Railway company in New Jersey

The Williamstown and Delaware River Railroad was a railway company in the United States. It was incorporated in 1883 to reorganize the bankrupt Williamstown Railroad under the control of the Philadelphia and Reading Railroad. The new company extended the original line from Williamstown, New Jersey, to Mullica Hill, New Jersey, via Glassboro, New Jersey. The company was consolidated with four other companies in 1889 to form the Atlantic City Railroad. None of the company's line remains.

== History ==

The Williamstown Railroad constructed a line between Williamstown, New Jersey, and Atco, New Jersey, which opened in 1872 and had a connection to the Camden and Atlantic Railroad near Atco. The company went bankrupt in 1881 and in 1883 was acquired by Philadelphia and Reading Railroad interests. The reorganized company was named the Williamstown and Delaware River Railroad, and incorporated on December 7, 1883.

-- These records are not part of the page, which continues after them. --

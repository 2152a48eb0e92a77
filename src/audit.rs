use std::fs::OpenOptions;
use std::io::{self, Write};
use std::net::SocketAddr;
use std::path::Path;
use std::time::SystemTime;

use parking_lot::Mutex;
use tracing::warn;

/// Append-only record of every handled request.
///
/// All writes go through one lock and complete before it is released, so
/// records never interleave. The write itself blocks the caller.
pub struct AuditLog {
    sink: Mutex<Box<dyn Write + Send>>,
}

impl std::fmt::Debug for AuditLog {
    fn fmt(&self, f: &mut std::fmt::Formatter<'_>) -> std::fmt::Result {
        f.debug_struct("AuditLog").finish_non_exhaustive()
    }
}

impl AuditLog {
    pub fn open(path: impl AsRef<Path>) -> io::Result<Self> {
        let file = OpenOptions::new().create(true).append(true).open(path)?;
        Ok(Self::from_writer(file))
    }

    pub fn from_writer(writer: impl Write + Send + 'static) -> Self {
        Self {
            sink: Mutex::new(Box::new(writer)),
        }
    }

    /// Discards every record.
    pub fn disabled() -> Self {
        Self::from_writer(io::sink())
    }

    /// Writes one record. A failed write is reported and otherwise ignored.
    pub fn record(&self, remote: SocketAddr, raw_request: &str) {
        let record = format_record(SystemTime::now(), remote, raw_request);

        let mut sink = self.sink.lock();
        if let Err(e) = sink.write_all(record.as_bytes()).and_then(|_| sink.flush()) {
            warn!(error = %e, "Failed to write audit log record");
        }
    }
}

pub fn format_record(at: SystemTime, remote: SocketAddr, raw_request: &str) -> String {
    format!(
        "[{}] Client: {}\nRequest: {}\n\n",
        httpdate::fmt_http_date(at),
        remote.ip(),
        raw_request
    )
}
use std::net::{IpAddr, Ipv4Addr, SocketAddr};
use std::path::PathBuf;
use std::time::Duration;

use clap::Parser;

use crate::static_files::PathPolicy;

#[derive(Debug, Clone, Parser)]
#[command(name = "minihttpd")]
#[command(about = "Minimal HTTP/1.x server for routes and static files", long_about = None)]
pub struct Config {
    /// Port to listen on
    #[arg(long, default_value_t = 8080)]
    pub port: u16,

    /// Address to bind
    #[arg(long, default_value_t = IpAddr::V4(Ipv4Addr::UNSPECIFIED))]
    pub bind: IpAddr,

    /// Worker threads, also the number of connections handled at once
    #[arg(long, default_value_t = 4, value_parser = clap::value_parser!(u16).range(1..))]
    pub threads: u16,

    /// Directory static files are served from
    #[arg(long = "static", default_value = "static")]
    pub static_dir: String,

    /// File request records are appended to
    #[arg(long, default_value = "server_log.txt")]
    pub log_file: PathBuf,

    /// Per-connection read and write timeout in seconds, 0 waits forever
    #[arg(long, default_value_t = 30)]
    pub timeout_secs: u64,

    /// Resolve `..` in request paths so files outside the static root are unreachable
    #[arg(long)]
    pub confine_paths: bool,

    /// Serve request counters at /stats
    #[arg(long)]
    pub stats_route: bool,
}

impl Default for Config {
    fn default() -> Self {
        Self {
            port: 8080,
            bind: IpAddr::V4(Ipv4Addr::UNSPECIFIED),
            threads: 4,
            static_dir: "static".to_string(),
            log_file: PathBuf::from("server_log.txt"),
            timeout_secs: 30,
            confine_paths: false,
            stats_route: false,
        }
    }
}

impl Config {
    pub fn listen_addr(&self) -> SocketAddr {
        SocketAddr::new(self.bind, self.port)
    }

    pub fn workers(&self) -> usize {
        usize::from(self.threads.max(1))
    }

    pub fn timeout(&self) -> Option<Duration> {
        (self.timeout_secs > 0).then(|| Duration::from_secs(self.timeout_secs))
    }

    pub fn path_policy(&self) -> PathPolicy {
        if self.confine_paths {
            PathPolicy::Confined
        } else {
            PathPolicy::Verbatim
        }
    }
}
//! Catalog — the read-only quiz, dimension and boss tables.
//!
//! Loaded once at startup (built-in tables or a JSON file at `CATALOG_PATH`),
//! validated, then shared as `Arc<Catalog>` and passed by reference into
//! scoring and matching. Nothing mutates it after `Catalog::from_file`.

pub mod builtin;
pub mod dimensions;

use std::collections::{BTreeMap, HashSet};
use std::path::Path;

use serde::{Deserialize, Serialize};
use thiserror::Error;

pub use dimensions::{Dimension, DimensionSpec, ProfileVector};

use dimensions::is_valid_value;

// ────────────────────────────────────────────────────────────────────────────
// Catalog records
// ────────────────────────────────────────────────────────────────────────────

/// One selectable answer: display text plus a partial map of smoothing targets.
#[derive(Debug, Clone, PartialEq, Serialize, Deserialize)]
pub struct QuestionOption {
    pub text: String,
    pub scores: BTreeMap<Dimension, f64>,
}

#[derive(Debug, Clone, Serialize, Deserialize)]
pub struct Question {
    pub id: u32,
    pub text: String,
    pub options: Vec<QuestionOption>,
}

#[derive(Debug, Clone, Serialize, Deserialize)]
pub struct EmployeeReview {
    pub employee_name: String,
    pub role: String,
    pub tenure: String,
    /// 1 – 5
    pub rating: u8,
    pub comment: String,
}

#[derive(Debug, Clone, Serialize, Deserialize)]
pub struct BossStats {
    pub average_tenure: String,
    pub promotion_rate: String,
    /// 0 – 100
    pub satisfaction_score: u32,
    pub team_size: u32,
}

#[derive(Debug, Clone, Serialize, Deserialize)]
pub struct BossProfile {
    pub id: String,
    pub name: String,
    pub role: String,
    pub department: String,
    pub image_color: String,
    pub tags: Vec<String>,
    pub scores: ProfileVector,
    pub catchphrase: String,
    pub management_philosophy: String,
    pub reviews: Vec<EmployeeReview>,
    pub stats: BossStats,
}

/// Reason-sentence templates, bucketed by how close the best dimension is.
///
/// Placeholders: `{user_strength}`, `{boss_strength}`, `{boss_name}`.
#[derive(Debug, Clone, Serialize, Deserialize)]
pub struct ReasonTemplates {
    pub high_synergy: Vec<String>,
    pub supportive: Vec<String>,
    pub complementary: Vec<String>,
}

/// On-disk shape of a catalog file. Also the input of `Catalog::from_file`.
#[derive(Debug, Clone, Serialize, Deserialize)]
pub struct CatalogFile {
    pub dimensions: Vec<DimensionSpec>,
    pub questions: Vec<Question>,
    pub bosses: Vec<BossProfile>,
    pub templates: ReasonTemplates,
}

// ────────────────────────────────────────────────────────────────────────────
// Errors
// ────────────────────────────────────────────────────────────────────────────

#[derive(Debug, Error)]
pub enum CatalogError {
    #[error("failed to read catalog file: {0}")]
    Io(#[from] std::io::Error),

    #[error("failed to parse catalog file: {0}")]
    Parse(#[from] serde_json::Error),

    #[error("dimension '{0}' is missing from the dimension table")]
    MissingDimension(Dimension),

    #[error("dimension '{0}' is listed more than once")]
    DuplicateDimension(Dimension),

    #[error("dimension '{dimension}' has invalid weight {weight}")]
    InvalidWeight { dimension: Dimension, weight: f64 },

    #[error("question {question_id} option {option_index} targets '{dimension}' with out-of-range value {value}")]
    OptionOutOfRange {
        question_id: u32,
        option_index: usize,
        dimension: Dimension,
        value: f64,
    },

    #[error("question {0} has no options")]
    EmptyQuestion(u32),

    #[error("catalog has no boss profiles")]
    NoBosses,

    #[error("boss id '{0}' is not unique")]
    DuplicateBoss(String),

    #[error("boss '{boss_id}' has out-of-range '{dimension}' score {value}")]
    BossScoreOutOfRange {
        boss_id: String,
        dimension: Dimension,
        value: f64,
    },

    #[error("boss '{boss_id}' has a review rating of {rating}, expected 1-5")]
    InvalidRating { boss_id: String, rating: u8 },

    #[error("template bucket '{0}' is empty")]
    EmptyTemplateBucket(&'static str),
}

// ────────────────────────────────────────────────────────────────────────────
// Catalog
// ────────────────────────────────────────────────────────────────────────────

/// Validated, immutable catalog.
#[derive(Debug, Clone)]
pub struct Catalog {
    /// Indexed by `Dimension::index()`.
    dimensions: [DimensionSpec; 6],
    questions: Vec<Question>,
    bosses: Vec<BossProfile>,
    templates: ReasonTemplates,
}

impl Catalog {
    /// The built-in product tables.
    pub fn builtin() -> Result<Self, CatalogError> {
        Self::from_file(builtin::catalog_file())
    }

    /// Loads and validates a JSON catalog file.
    pub fn from_path(path: impl AsRef<Path>) -> Result<Self, CatalogError> {
        let raw = std::fs::read_to_string(path)?;
        let file: CatalogFile = serde_json::from_str(&raw)?;
        Self::from_file(file)
    }

    pub fn from_file(file: CatalogFile) -> Result<Self, CatalogError> {
        let CatalogFile {
            dimensions,
            questions,
            bosses,
            templates,
        } = file;

        let dimensions = order_dimensions(dimensions)?;
        validate_questions(&questions)?;
        validate_bosses(&bosses)?;
        validate_templates(&templates)?;

        Ok(Self {
            dimensions,
            questions,
            bosses,
            templates,
        })
    }

    pub fn dimension(&self, dimension: Dimension) -> &DimensionSpec {
        &self.dimensions[dimension.index()]
    }

    /// Dimension specs in canonical order.
    pub fn dimensions(&self) -> &[DimensionSpec] {
        &self.dimensions
    }

    pub fn questions(&self) -> &[Question] {
        &self.questions
    }

    pub fn question(&self, id: u32) -> Option<&Question> {
        self.questions.iter().find(|q| q.id == id)
    }

    /// Boss profiles in catalog order (the best-match tie-break order).
    pub fn bosses(&self) -> &[BossProfile] {
        &self.bosses
    }

    pub fn boss(&self, id: &str) -> Option<&BossProfile> {
        self.bosses.iter().find(|b| b.id == id)
    }

    pub fn templates(&self) -> &ReasonTemplates {
        &self.templates
    }
}

fn order_dimensions(specs: Vec<DimensionSpec>) -> Result<[DimensionSpec; 6], CatalogError> {
    let mut seen = HashSet::new();
    for spec in &specs {
        if !seen.insert(spec.dimension) {
            return Err(CatalogError::DuplicateDimension(spec.dimension));
        }
        if !spec.weight.is_finite() || spec.weight <= 0.0 {
            return Err(CatalogError::InvalidWeight {
                dimension: spec.dimension,
                weight: spec.weight,
            });
        }
    }

    let mut ordered = Vec::with_capacity(Dimension::ALL.len());
    for dimension in Dimension::ALL {
        let spec = specs
            .iter()
            .find(|s| s.dimension == dimension)
            .cloned()
            .ok_or(CatalogError::MissingDimension(dimension))?;
        ordered.push(spec);
    }

    // Length is exactly six after the loop above.
    ordered
        .try_into()
        .map_err(|_| CatalogError::MissingDimension(Dimension::Action))
}

fn validate_questions(questions: &[Question]) -> Result<(), CatalogError> {
    for question in questions {
        if question.options.is_empty() {
            return Err(CatalogError::EmptyQuestion(question.id));
        }
        for (option_index, option) in question.options.iter().enumerate() {
            if let Some((&dimension, &value)) =
                option.scores.iter().find(|(_, v)| !is_valid_value(**v))
            {
                return Err(CatalogError::OptionOutOfRange {
                    question_id: question.id,
                    option_index,
                    dimension,
                    value,
                });
            }
        }
    }
    Ok(())
}

fn validate_bosses(bosses: &[BossProfile]) -> Result<(), CatalogError> {
    if bosses.is_empty() {
        return Err(CatalogError::NoBosses);
    }
    let mut ids = HashSet::new();
    for boss in bosses {
        if !ids.insert(boss.id.as_str()) {
            return Err(CatalogError::DuplicateBoss(boss.id.clone()));
        }
        if let Some((dimension, value)) = boss.scores.out_of_range() {
            return Err(CatalogError::BossScoreOutOfRange {
                boss_id: boss.id.clone(),
                dimension,
                value,
            });
        }
        if let Some(review) = boss.reviews.iter().find(|r| !(1..=5).contains(&r.rating)) {
            return Err(CatalogError::InvalidRating {
                boss_id: boss.id.clone(),
                rating: review.rating,
            });
        }
    }
    Ok(())
}

fn validate_templates(templates: &ReasonTemplates) -> Result<(), CatalogError> {
    let buckets = [
        ("high_synergy", &templates.high_synergy),
        ("supportive", &templates.supportive),
        ("complementary", &templates.complementary),
    ];
    for (name, bucket) in buckets {
        if bucket.is_empty() {
            return Err(CatalogError::EmptyTemplateBucket(name));
        }
    }
    Ok(())
}
pub mod health;

use axum::{
    routing::{get, post},
    Router,
};

use crate::diagnosis::handlers as diagnosis;
use crate::matching::handlers as matching;
use crate::placement::handlers as placement;
use crate::state::AppState;

pub fn build_router(state: AppState) -> Router {
    Router::new()
        .route("/health", get(health::health_handler))
        // Catalog
        .route(
            "/api/v1/catalog/dimensions",
            get(diagnosis::handle_list_dimensions),
        )
        .route(
            "/api/v1/catalog/questions",
            get(diagnosis::handle_list_questions),
        )
        .route("/api/v1/bosses", get(matching::handle_list_bosses))
        .route("/api/v1/bosses/:id", get(matching::handle_get_boss))
        // Diagnosis
        .route("/api/v1/diagnosis", post(diagnosis::handle_submit))
        .route(
            "/api/v1/diagnosis/:session_id",
            get(diagnosis::handle_get_diagnosis),
        )
        .route(
            "/api/v1/diagnosis/:session_id/offer",
            get(diagnosis::handle_get_offer),
        )
        // Matching
        .route("/api/v1/match", post(matching::handle_match))
        .route("/api/v1/match/ranking", post(matching::handle_ranking))
        // Placement simulator
        .route("/api/v1/placement", get(placement::handle_get_board))
        .route(
            "/api/v1/placement/recommendations",
            get(placement::handle_recommendations),
        )
        .route(
            "/api/v1/placement/auto-assign",
            post(placement::handle_auto_assign),
        )
        .route("/api/v1/placement/reset", post(placement::handle_reset))
        .route(
            "/api/v1/placement/candidates/:id/assign",
            post(placement::handle_assign),
        )
        .route(
            "/api/v1/placement/candidates/:id/unassign",
            post(placement::handle_unassign),
        )
        .route("/api/v1/placement/report", post(placement::handle_report))
        .with_state(state)
}
//! Greedy candidate placement.
//!
//! Every pending candidate independently goes to the team with its own highest
//! precomputed score. There is no capacity limit and no coordination between
//! candidates, so several candidates may land on the same team.

use serde::Serialize;
use thiserror::Error;
use tracing::{debug, info};

use crate::placement::models::{Candidate, CandidateStatus, Team};

#[derive(Debug, Error, PartialEq)]
pub enum PlacementError {
    #[error("candidate '{0}' does not exist")]
    UnknownCandidate(String),

    #[error("team '{team_id}' (best match for candidate '{candidate_id}') does not exist")]
    UnknownTeam {
        candidate_id: String,
        team_id: String,
    },

    #[error("team '{0}' does not exist")]
    NoSuchTeam(String),
}

#[derive(Debug, Clone, PartialEq, Serialize)]
pub struct Assignment {
    pub candidate_id: String,
    pub team_id: String,
    pub score: u32,
}

#[derive(Debug, Clone, Default, PartialEq, Serialize)]
pub struct AutoAssignOutcome {
    pub assigned: Vec<Assignment>,
    /// Pending candidates left untouched because they have no match scores.
    pub skipped: Vec<String>,
}

#[derive(Debug, Clone, PartialEq, Serialize)]
pub struct Recommendation {
    pub candidate_id: String,
    pub candidate_name: String,
    pub team_id: String,
    pub team_name: String,
    pub leader_name: String,
    pub score: u32,
}

fn team_exists(teams: &[Team], team_id: &str) -> bool {
    teams.iter().any(|t| t.id == team_id)
}

/// Assigns every pending candidate to its best team.
///
/// The plan is computed up front; if any best team is missing from `teams`
/// nothing is mutated. Already-assigned candidates keep their team.
pub fn auto_assign(
    candidates: &mut [Candidate],
    teams: &[Team],
) -> Result<AutoAssignOutcome, PlacementError> {
    let mut outcome = AutoAssignOutcome::default();
    let mut plan: Vec<(usize, Assignment)> = Vec::new();

    for (idx, candidate) in candidates.iter().enumerate() {
        if !candidate.is_pending() {
            continue;
        }
        let Some(best) = candidate.best_team() else {
            debug!("Candidate {} has no match scores, skipping", candidate.id());
            outcome.skipped.push(candidate.id().to_string());
            continue;
        };
        if !team_exists(teams, &best.team_id) {
            return Err(PlacementError::UnknownTeam {
                candidate_id: candidate.id().to_string(),
                team_id: best.team_id.clone(),
            });
        }
        plan.push((
            idx,
            Assignment {
                candidate_id: candidate.id().to_string(),
                team_id: best.team_id.clone(),
                score: best.score,
            },
        ));
    }

    for (idx, assignment) in plan {
        let candidate = &mut candidates[idx];
        candidate.status = CandidateStatus::Assigned;
        candidate.assigned_team_id = Some(assignment.team_id.clone());
        outcome.assigned.push(assignment);
    }

    info!(
        "Auto-assigned {} candidates ({} skipped)",
        outcome.assigned.len(),
        outcome.skipped.len()
    );
    Ok(outcome)
}

/// Manually places one candidate on a team, overriding any earlier placement.
pub fn assign_to_team(
    candidates: &mut [Candidate],
    teams: &[Team],
    candidate_id: &str,
    team_id: &str,
) -> Result<Assignment, PlacementError> {
    if !team_exists(teams, team_id) {
        return Err(PlacementError::NoSuchTeam(team_id.to_string()));
    }
    let candidate = find_mut(candidates, candidate_id)?;
    candidate.status = CandidateStatus::Assigned;
    candidate.assigned_team_id = Some(team_id.to_string());

    Ok(Assignment {
        candidate_id: candidate_id.to_string(),
        team_id: team_id.to_string(),
        score: candidate.score_for(team_id),
    })
}

/// Moves one candidate back to the pending pool.
pub fn unassign(candidates: &mut [Candidate], candidate_id: &str) -> Result<(), PlacementError> {
    let candidate = find_mut(candidates, candidate_id)?;
    candidate.status = CandidateStatus::Pending;
    candidate.assigned_team_id = None;
    Ok(())
}

/// Every candidate back to pending with no team, whatever its prior state.
pub fn reset(candidates: &mut [Candidate]) {
    for candidate in candidates.iter_mut() {
        candidate.status = CandidateStatus::Pending;
        candidate.assigned_team_id = None;
    }
}

/// Best team per candidate. Candidates without scores, or whose best team is
/// not on the roster, are left out.
pub fn recommendations(candidates: &[Candidate], teams: &[Team]) -> Vec<Recommendation> {
    candidates
        .iter()
        .filter_map(|candidate| {
            let best = candidate.best_team()?;
            let team = teams.iter().find(|t| t.id == best.team_id)?;
            Some(Recommendation {
                candidate_id: candidate.id().to_string(),
                candidate_name: candidate.person.name.clone(),
                team_id: team.id.clone(),
                team_name: team.name.clone(),
                leader_name: team.leader.name.clone(),
                score: best.score,
            })
        })
        .collect()
}

/// Candidates currently placed on `team_id`.
pub fn assigned_to<'a>(candidates: &'a [Candidate], team_id: &str) -> Vec<&'a Candidate> {
    candidates
        .iter()
        .filter(|c| {
            c.status == CandidateStatus::Assigned && c.assigned_team_id.as_deref() == Some(team_id)
        })
        .collect()
}

fn find_mut<'a>(
    candidates: &'a mut [Candidate],
    candidate_id: &str,
) -> Result<&'a mut Candidate, PlacementError> {
    candidates
        .iter_mut()
        .find(|c| c.id() == candidate_id)
        .ok_or_else(|| PlacementError::UnknownCandidate(candidate_id.to_string()))
}

#[cfg(test)]
mod tests {
    use super::*;
    use crate::placement::models::TeamMatchScore;
    use crate::placement::seed;

    fn with_scores(id: &str, scores: &[(&str, u32)]) -> Candidate {
        let mut c = seed::candidates().remove(0);
        c.person.id = id.to_string();
        c.match_scores = scores
            .iter()
            .map(|(team_id, score)| TeamMatchScore {
                team_id: team_id.to_string(),
                score: *score,
            })
            .collect();
        c
    }

    #[test]
    fn test_auto_assign_seed_roster() {
        let teams = seed::teams();
        let mut candidates = seed::candidates();
        let outcome = auto_assign(&mut candidates, &teams).unwrap();

        let placed: Vec<(&str, &str)> = outcome
            .assigned
            .iter()
            .map(|a| (a.candidate_id.as_str(), a.team_id.as_str()))
            .collect();
        assert_eq!(
            placed,
            vec![("c1", "team-alpha"), ("c2", "team-beta"), ("c3", "team-gamma")]
        );
        assert!(outcome.skipped.is_empty());
        assert!(candidates.iter().all(|c| c.status == CandidateStatus::Assigned));
    }

    #[test]
    fn test_auto_assign_allows_shared_best_team() {
        let teams = seed::teams();
        let mut candidates = vec![
            with_scores("x", &[("team-alpha", 10), ("team-beta", 90)]),
            with_scores("y", &[("team-beta", 80), ("team-gamma", 70)]),
        ];
        auto_assign(&mut candidates, &teams).unwrap();
        assert_eq!(candidates[0].assigned_team_id.as_deref(), Some("team-beta"));
        assert_eq!(candidates[1].assigned_team_id.as_deref(), Some("team-beta"));
        assert_eq!(assigned_to(&candidates, "team-beta").len(), 2);
    }

    #[test]
    fn test_auto_assign_skips_candidates_without_scores() {
        let teams = seed::teams();
        let mut candidates = vec![with_scores("x", &[]), with_scores("y", &[("team-gamma", 50)])];
        let outcome = auto_assign(&mut candidates, &teams).unwrap();
        assert_eq!(outcome.skipped, vec!["x".to_string()]);
        assert!(candidates[0].is_pending());
        assert_eq!(candidates[1].assigned_team_id.as_deref(), Some("team-gamma"));
    }

    #[test]
    fn test_auto_assign_leaves_assigned_candidates_alone() {
        let teams = seed::teams();
        let mut candidates = vec![with_scores("x", &[("team-alpha", 99)])];
        assign_to_team(&mut candidates, &teams, "x", "team-gamma").unwrap();
        let outcome = auto_assign(&mut candidates, &teams).unwrap();
        assert!(outcome.assigned.is_empty());
        assert_eq!(candidates[0].assigned_team_id.as_deref(), Some("team-gamma"));
    }

    #[test]
    fn test_auto_assign_unknown_team_mutates_nothing() {
        let teams = seed::teams();
        let mut candidates = vec![
            with_scores("x", &[("team-alpha", 90)]),
            with_scores("y", &[("team-omega", 99)]),
        ];
        let err = auto_assign(&mut candidates, &teams).unwrap_err();
        assert_eq!(
            err,
            PlacementError::UnknownTeam {
                candidate_id: "y".to_string(),
                team_id: "team-omega".to_string()
            }
        );
        assert!(candidates.iter().all(|c| c.is_pending()));
    }

    #[test]
    fn test_manual_assign_and_unassign() {
        let teams = seed::teams();
        let mut candidates = seed::candidates();

        let a = assign_to_team(&mut candidates, &teams, "c2", "team-gamma").unwrap();
        assert_eq!(a.score, 60);
        assert_eq!(assigned_to(&candidates, "team-gamma").len(), 1);

        unassign(&mut candidates, "c2").unwrap();
        assert!(candidates[1].is_pending());
        assert!(candidates[1].assigned_team_id.is_none());
    }

    #[test]
    fn test_manual_assign_unknown_ids() {
        let teams = seed::teams();
        let mut candidates = seed::candidates();
        assert_eq!(
            assign_to_team(&mut candidates, &teams, "c9", "team-alpha").unwrap_err(),
            PlacementError::UnknownCandidate("c9".to_string())
        );
        assert_eq!(
            assign_to_team(&mut candidates, &teams, "c1", "team-omega").unwrap_err(),
            PlacementError::NoSuchTeam("team-omega".to_string())
        );
        assert_eq!(
            unassign(&mut candidates, "c9").unwrap_err(),
            PlacementError::UnknownCandidate("c9".to_string())
        );
    }

    #[test]
    fn test_reset_restores_every_candidate() {
        let teams = seed::teams();
        let mut candidates = seed::candidates();
        auto_assign(&mut candidates, &teams).unwrap();
        reset(&mut candidates);
        assert!(candidates
            .iter()
            .all(|c| c.is_pending() && c.assigned_team_id.is_none()));

        // Idempotent on an already-pending roster.
        reset(&mut candidates);
        assert!(candidates.iter().all(|c| c.is_pending()));
    }

    #[test]
    fn test_recommendations_for_seed_roster() {
        let recs = recommendations(&seed::candidates(), &seed::teams());
        assert_eq!(recs.len(), 3);
        assert_eq!(recs[0].team_id, "team-alpha");
        assert_eq!(recs[0].score, 96);
        assert_eq!(recs[1].team_name, "Beta Force");
        assert_eq!(recs[2].score, 98);
    }

    #[test]
    fn test_recommendations_omit_unknown_best_team() {
        let candidates = vec![
            with_scores("x", &[("team-omega", 99)]),
            with_scores("y", &[]),
            with_scores("z", &[("team-beta", 1)]),
        ];
        let recs = recommendations(&candidates, &seed::teams());
        assert_eq!(recs.len(), 1);
        assert_eq!(recs[0].candidate_id, "z");
    }
}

The Williamstown Railroad had planned to build west to Glassboro, New Jersey, but lacked the resources. The Williamstown and Delaware River Railroad completed the extension in 1884. A further extension from Glassboro to Mullica Hill, New Jersey, was completed in 1888. The Williamstown and Delaware River Railroad was consolidated with the Philadelphia and Atlantic City Railroad, Glassboro Railroad, Camden, Gloucester and Mount Ephraim Railway, and Kaighn's Point Terminal Railroad on March 29, 1889, to form the Atlantic City Railroad, a predecessor of the Pennsylvania-Reading Seashore Lines.